Exercise details: Determine how many lines in the listing hold "CorruptedSliceMeta" and give only that number.

Supplied records:
use super::xaction::XactRespond;
use super::{Descriptor, EcCtx, Error, Result, SliceMeta, WireAction, XATTR_EC};
use crate::fs::content::WORK_EC;
use crate::fs::{ContentType, Locality, MountpathInfo};
use crate::hash;
use crate::transport::{self, Header, Msg};
use crate::xaction::Xact;
use bytes::Bytes;
use std::path::PathBuf;
use std::sync::Arc;
use tokio::sync::mpsc;

/// work items of the Respond xaction: everything peers ask of us.
pub enum RespondWork {
    /// GetSlice or Cleanup from the request stream
    Request { hdr: Header, desc: Descriptor },
    /// a slice or replica pushed on the response stream
    Store {
        hdr: Header,
        desc: Descriptor,
        body: Bytes,
    },
}

pub(super) async fn run(
    xact: Arc<XactRespond>,
    local: Locality,
    ctx: Arc<EcCtx>,
    mut rx: mpsc::Receiver<RespondWork>,
) {
    let abort = xact.chan_abort();
    let stop = xact.stop_token();

    loop {
        let work = tokio::select! {
            _ = abort.cancelled() => break,
            _ = stop.cancelled() => break,
            work = rx.recv() => match work {
                Some(work) => work,
                None => break,
            },
        };

        let out = match work {
            RespondWork::Store { hdr, desc, body } => {
                store_slice(&ctx, local, &hdr, desc, body).await
            }
            RespondWork::Request { hdr, desc } => match desc.action {
                WireAction::GetSlice => answer_slice(&ctx, local, &hdr, &desc.sender).await,
                WireAction::Cleanup => cleanup_slice(&ctx, local, &hdr).await,
                other => {
                    log::warn!("{}: unexpected request {:?}", xact.base(), other);
                    Ok(())
                }
            },
        };
        if let Err(err) = out {
            log::error!("{}: {:#}", xact.base(), err);
        }
    }
    xact.base().finish();
    log::info!("{} stopped", xact.base());
}

fn slice_fqn(mp: &MountpathInfo, local: Locality, bucket: &str, objname: &str) -> PathBuf {
    mp.make_bucket_dir(ContentType::EcSlice, local, bucket)
        .join(objname)
}

/// slices of one object always land on the same mountpath: highest
/// random weight of the object identity over the available set.
fn pick_mpath(ctx: &EcCtx, uname: &str) -> Result<Arc<MountpathInfo>> {
    ctx.mfs
        .get()
        .available
        .values()
        .max_by_key(|mp| hash::hrw_weight(uname, mp.digest))
        .cloned()
        .ok_or(Error::NoMountpaths)
}

/// persist a pushed slice: workfile, rename, metadata attribute.
async fn store_slice(
    ctx: &Arc<EcCtx>,
    local: Locality,
    hdr: &Header,
    desc: Descriptor,
    body: Bytes,
) -> Result<()> {
    let meta = desc
        .meta
        .ok_or_else(|| Error::CorruptedSliceMeta("store without slice metadata".into()))?;

    let mp = pick_mpath(ctx, &hdr.uname())?;
    let work_fqn = mp.work_fqn(local, &hdr.bucket, &hdr.objname, WORK_EC);
    let fqn = slice_fqn(&mp, local, &hdr.bucket, &hdr.objname);

    if let Some(parent) = work_fqn.parent() {
        tokio::fs::create_dir_all(parent).await?;
    }
    tokio::fs::write(&work_fqn, &body).await?;

    if let Some(parent) = fqn.parent() {
        tokio::fs::create_dir_all(parent).await?;
    }
    if let Err(err) = tokio::fs::rename(&work_fqn, &fqn).await {
        let _ = tokio::fs::remove_file(&work_fqn).await;
        return Err(err.into());
    }

    let buf = rmp_serde::to_vec(&meta).map_err(transport::Error::from)?;
    xattr::set(&fqn, XATTR_EC, &buf)?;
    log::debug!(
        "stored slice {} of '{}' from {} on {}",
        meta.slice_id,
        hdr.uname(),
        desc.sender,
        mp.path.display()
    );
    Ok(())
}

/// return our slice/replica of the object, or exists=false. a missing
/// slice is an answer, not an error.
async fn answer_slice(
    ctx: &Arc<EcCtx>,
    local: Locality,
    hdr: &Header,
    requester: &str,
) -> Result<()> {
    for mp in ctx.mfs.get().available.values() {
        let fqn = slice_fqn(mp, local, &hdr.bucket, &hdr.objname);
        let body = match tokio::fs::read(&fqn).await {
            Ok(body) => body,
            Err(_) => continue,
        };
        let raw = xattr::get(&fqn, XATTR_EC)?.unwrap_or_default();
        let meta: SliceMeta = rmp_serde::from_slice(&raw)
            .map_err(|err| Error::CorruptedSliceMeta(err.to_string()))?;
        let is_slice = meta.slice_id != 0;
        return reply(ctx, hdr, requester, Some(meta), true, is_slice, Some(Bytes::from(body))).await;
    }
    reply(ctx, hdr, requester, None, false, false, None).await
}

/// drop our slice of a deleted object, wherever it lives.
async fn cleanup_slice(ctx: &Arc<EcCtx>, local: Locality, hdr: &Header) -> Result<()> {
    for mp in ctx.mfs.get().available.values() {
        let fqn = slice_fqn(mp, local, &hdr.bucket, &hdr.objname);
        match tokio::fs::remove_file(&fqn).await {
            Ok(()) => log::debug!("dropped slice of '{}'", hdr.uname()),
            Err(err) if err.kind() == std::io::ErrorKind::NotFound => {}
            Err(err) => return Err(err.into()),
        }
    }
    Ok(())
}

async fn reply(
    ctx: &Arc<EcCtx>,
    hdr: &Header,
    requester: &str,
    meta: Option<SliceMeta>,
    exists: bool,
    is_slice: bool,
    body: Option<Bytes>,
) -> Result<()> {
    let desc = Descriptor {
        action: WireAction::SliceResp,
        sender: ctx.daemon_id.clone(),
        meta,
        exists,
        is_slice,
    };
    ctx.resp_bundle
        .send(
            Msg {
                hdr: Header {
                    bucket: hdr.bucket.clone(),
                    objname: hdr.objname.clone(),
                    attrs: hdr.attrs.clone(),
                    opaque: desc.to_bytes()?,
                },
                body,
                cb: None,
            },
            &[requester.to_string()],
        )
        .await?;
    Ok(())
}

Written answer: 2